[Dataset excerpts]

=== Section Start ===

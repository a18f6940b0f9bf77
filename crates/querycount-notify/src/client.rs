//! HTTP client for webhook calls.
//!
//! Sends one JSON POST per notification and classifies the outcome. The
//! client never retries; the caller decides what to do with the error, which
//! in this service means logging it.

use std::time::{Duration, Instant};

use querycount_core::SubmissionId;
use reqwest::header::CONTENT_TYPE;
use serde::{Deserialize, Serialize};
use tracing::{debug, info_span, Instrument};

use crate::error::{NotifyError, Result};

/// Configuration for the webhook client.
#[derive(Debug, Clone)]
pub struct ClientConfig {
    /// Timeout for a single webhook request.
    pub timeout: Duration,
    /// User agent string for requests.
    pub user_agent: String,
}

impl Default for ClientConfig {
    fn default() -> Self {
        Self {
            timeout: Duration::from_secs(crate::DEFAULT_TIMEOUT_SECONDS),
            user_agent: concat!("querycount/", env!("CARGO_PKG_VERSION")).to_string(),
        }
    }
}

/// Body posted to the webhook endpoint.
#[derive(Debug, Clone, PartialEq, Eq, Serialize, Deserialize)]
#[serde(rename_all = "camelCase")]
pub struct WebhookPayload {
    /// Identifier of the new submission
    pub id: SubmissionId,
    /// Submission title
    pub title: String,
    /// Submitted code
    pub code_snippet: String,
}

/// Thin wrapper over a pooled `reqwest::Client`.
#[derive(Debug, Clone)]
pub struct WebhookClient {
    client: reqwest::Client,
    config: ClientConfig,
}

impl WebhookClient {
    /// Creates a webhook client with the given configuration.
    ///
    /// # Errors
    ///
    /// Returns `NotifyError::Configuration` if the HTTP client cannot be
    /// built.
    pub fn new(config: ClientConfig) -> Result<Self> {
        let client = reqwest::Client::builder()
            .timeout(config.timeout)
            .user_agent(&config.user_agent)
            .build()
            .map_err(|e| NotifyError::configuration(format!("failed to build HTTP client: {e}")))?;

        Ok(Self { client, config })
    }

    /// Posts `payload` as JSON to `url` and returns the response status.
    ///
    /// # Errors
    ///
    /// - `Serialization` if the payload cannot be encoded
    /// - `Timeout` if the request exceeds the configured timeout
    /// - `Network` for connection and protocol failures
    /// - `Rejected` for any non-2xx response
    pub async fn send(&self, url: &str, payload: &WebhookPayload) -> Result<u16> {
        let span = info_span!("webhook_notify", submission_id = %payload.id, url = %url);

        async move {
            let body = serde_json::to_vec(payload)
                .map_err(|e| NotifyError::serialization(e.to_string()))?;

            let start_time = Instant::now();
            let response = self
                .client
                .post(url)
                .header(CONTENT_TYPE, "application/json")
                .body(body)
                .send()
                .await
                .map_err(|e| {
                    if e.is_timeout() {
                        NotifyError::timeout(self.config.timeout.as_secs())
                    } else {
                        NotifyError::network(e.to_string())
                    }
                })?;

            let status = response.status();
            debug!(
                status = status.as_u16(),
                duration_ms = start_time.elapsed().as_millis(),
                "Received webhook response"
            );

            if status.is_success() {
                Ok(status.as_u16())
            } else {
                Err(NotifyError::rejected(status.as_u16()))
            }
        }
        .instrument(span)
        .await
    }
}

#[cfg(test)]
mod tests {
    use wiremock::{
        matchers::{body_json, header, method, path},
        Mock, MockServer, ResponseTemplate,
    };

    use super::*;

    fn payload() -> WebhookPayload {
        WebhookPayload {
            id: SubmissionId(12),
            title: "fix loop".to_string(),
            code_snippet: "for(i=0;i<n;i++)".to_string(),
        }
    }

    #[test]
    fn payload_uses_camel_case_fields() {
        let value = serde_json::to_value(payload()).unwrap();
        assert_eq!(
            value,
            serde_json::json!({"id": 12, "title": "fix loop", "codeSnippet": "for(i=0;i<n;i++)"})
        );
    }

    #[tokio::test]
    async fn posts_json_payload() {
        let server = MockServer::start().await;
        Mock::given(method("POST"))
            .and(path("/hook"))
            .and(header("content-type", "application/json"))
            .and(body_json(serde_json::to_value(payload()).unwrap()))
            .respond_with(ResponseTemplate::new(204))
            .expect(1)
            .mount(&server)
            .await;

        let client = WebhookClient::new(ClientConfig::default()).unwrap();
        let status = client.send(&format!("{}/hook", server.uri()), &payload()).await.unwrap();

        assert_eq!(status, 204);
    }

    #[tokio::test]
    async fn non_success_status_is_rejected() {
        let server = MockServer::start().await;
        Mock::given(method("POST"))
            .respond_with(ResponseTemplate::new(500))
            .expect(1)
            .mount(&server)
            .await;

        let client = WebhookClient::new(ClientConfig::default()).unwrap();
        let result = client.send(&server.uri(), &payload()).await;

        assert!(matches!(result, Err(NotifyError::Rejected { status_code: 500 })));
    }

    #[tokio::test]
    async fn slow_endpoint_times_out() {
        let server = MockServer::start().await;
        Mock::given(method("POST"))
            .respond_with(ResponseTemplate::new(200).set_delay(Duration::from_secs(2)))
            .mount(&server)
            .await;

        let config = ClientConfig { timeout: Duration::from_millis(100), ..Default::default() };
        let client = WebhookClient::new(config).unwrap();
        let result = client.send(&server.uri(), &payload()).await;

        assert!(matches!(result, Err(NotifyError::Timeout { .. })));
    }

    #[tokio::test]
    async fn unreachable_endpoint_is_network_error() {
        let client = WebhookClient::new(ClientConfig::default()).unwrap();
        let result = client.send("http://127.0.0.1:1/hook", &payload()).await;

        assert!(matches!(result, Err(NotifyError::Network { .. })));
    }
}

=== Section End ===

Task instructions — Write out all the records again, exactly as they appear.

Solution below —
repository a18f6940b0f9bf77
filename crates/querycount-notify/src/client.rs
//! HTTP client for webhook calls.
//!
//! Sends one JSON POST per notification and classifies the outcome. The
//! client never retries; the caller decides what to do with the error, which
//! in this service means logging it.

use std::time::{Duration, Instant};

use querycount_core::SubmissionId;
use reqwest::header::CONTENT_TYPE;
use serde::{Deserialize, Serialize};
use tracing::{debug, info_span, Instrument};

use crate::error::{NotifyError, Result};

/// Configuration for the webhook client.
#[derive(Debug, Clone)]
pub struct ClientConfig {
    /// Timeout for a single webhook request.
    pub timeout: Duration,
    /// User agent string for requests.
    pub user_agent: String,
}

impl Default for ClientConfig {
    fn default() -> Self {
        Self {
            timeout: Duration::from_secs(crate::DEFAULT_TIMEOUT_SECONDS),
            user_agent: concat!("querycount/", env!("CARGO_PKG_VERSION")).to_string(),
        }
    }
}

/// Body posted to the webhook endpoint.
#[derive(Debug, Clone, PartialEq, Eq, Serialize, Deserialize)]
#[serde(rename_all = "camelCase")]
pub struct WebhookPayload {
    /// Identifier of the new submission
    pub id: SubmissionId,
    /// Submission title
    pub title: String,
    /// Submitted code
    pub code_snippet: String,
}

/// Thin wrapper over a pooled `reqwest::Client`.
#[derive(Debug, Clone)]
pub struct WebhookClient {
    client: reqwest::Client,
    config: ClientConfig,
}

impl WebhookClient {
    /// Creates a webhook client with the given configuration.
    ///
    /// # Errors
    ///
    /// Returns `NotifyError::Configuration` if the HTTP client cannot be
    /// built.
    pub fn new(config: ClientConfig) -> Result<Self> {
        let client = reqwest::Client::builder()
            .timeout(config.timeout)
            .user_agent(&config.user_agent)
            .build()
            .map_err(|e| NotifyError::configuration(format!("failed to build HTTP client: {e}")))?;

        Ok(Self { client, config })
    }

    /// Posts `payload` as JSON to `url` and returns the response status.
    ///
    /// # Errors
    ///
    /// - `Serialization` if the payload cannot be encoded
    /// - `Timeout` if the request exceeds the configured timeout
    /// - `Network` for connection and protocol failures
    /// - `Rejected` for any non-2xx response
    pub async fn send(&self, url: &str, payload: &WebhookPayload) -> Result<u16> {
        let span = info_span!("webhook_notify", submission_id = %payload.id, url = %url);

        async move {
            let body = serde_json::to_vec(payload)
                .map_err(|e| NotifyError::serialization(e.to_string()))?;

            let start_time = Instant::now();
            let response = self
                .client
                .post(url)
                .header(CONTENT_TYPE, "application/json")
                .body(body)
                .send()
                .await
                .map_err(|e| {
                    if e.is_timeout() {
                        NotifyError::timeout(self.config.timeout.as_secs())
                    } else {
                        NotifyError::network(e.to_string())
                    }
                })?;

            let status = response.status();
            debug!(
                status = status.as_u16(),
                duration_ms = start_time.elapsed().as_millis(),
                "Received webhook response"
            );

            if status.is_success() {
                Ok(status.as_u16())
            } else {
                Err(NotifyError::rejected(status.as_u16()))
            }
        }
        .instrument(span)
        .await
    }
}

#[cfg(test)]
mod tests {
    use wiremock::{
        matchers::{body_json, header, method, path},
        Mock, MockServer, ResponseTemplate,
    };

    use super::*;

    fn payload() -> WebhookPayload {
        WebhookPayload {
            id: SubmissionId(12),
            title: "fix loop".to_string(),
            code_snippet: "for(i=0;i<n;i++)".to_string(),
        }
    }

    #[test]
    fn payload_uses_camel_case_fields() {
        let value = serde_json::to_value(payload()).unwrap();
        assert_eq!(
            value,
            serde_json::json!({"id": 12, "title": "fix loop", "codeSnippet": "for(i=0;i<n;i++)"})
        );
    }

    #[tokio::test]
    async fn posts_json_payload() {
        let server = MockServer::start().await;
        Mock::given(method("POST"))
            .and(path("/hook"))
            .and(header("content-type", "application/json"))
            .and(body_json(serde_json::to_value(payload()).unwrap()))
            .respond_with(ResponseTemplate::new(204))
            .expect(1)
            .mount(&server)
            .await;

        let client = WebhookClient::new(ClientConfig::default()).unwrap();
        let status = client.send(&format!("{}/hook", server.uri()), &payload()).await.unwrap();

        assert_eq!(status, 204);
    }

    #[tokio::test]
    async fn non_success_status_is_rejected() {
        let server = MockServer::start().await;
        Mock::given(method("POST"))
            .respond_with(ResponseTemplate::new(500))
            .expect(1)
            .mount(&server)
            .await;

        let client = WebhookClient::new(ClientConfig::default()).unwrap();
        let result = client.send(&server.uri(), &payload()).await;

        assert!(matches!(result, Err(NotifyError::Rejected { status_code: 500 })));
    }

    #[tokio::test]
    async fn slow_endpoint_times_out() {
        let server = MockServer::start().await;
        Mock::given(method("POST"))
            .respond_with(ResponseTemplate::new(200).set_delay(Duration::from_secs(2)))
            .mount(&server)
            .await;

        let config = ClientConfig { timeout: Duration::from_millis(100), ..Default::default() };
        let client = WebhookClient::new(config).unwrap();
        let result = client.send(&server.uri(), &payload()).await;

        assert!(matches!(result, Err(NotifyError::Timeout { .. })));
    }

    #[tokio::test]
    async fn unreachable_endpoint_is_network_error() {
        let client = WebhookClient::new(ClientConfig::default()).unwrap();
        let result = client.send("http://127.0.0.1:1/hook", &payload()).await;

        assert!(matches!(result, Err(NotifyError::Network { .. })));
    }
}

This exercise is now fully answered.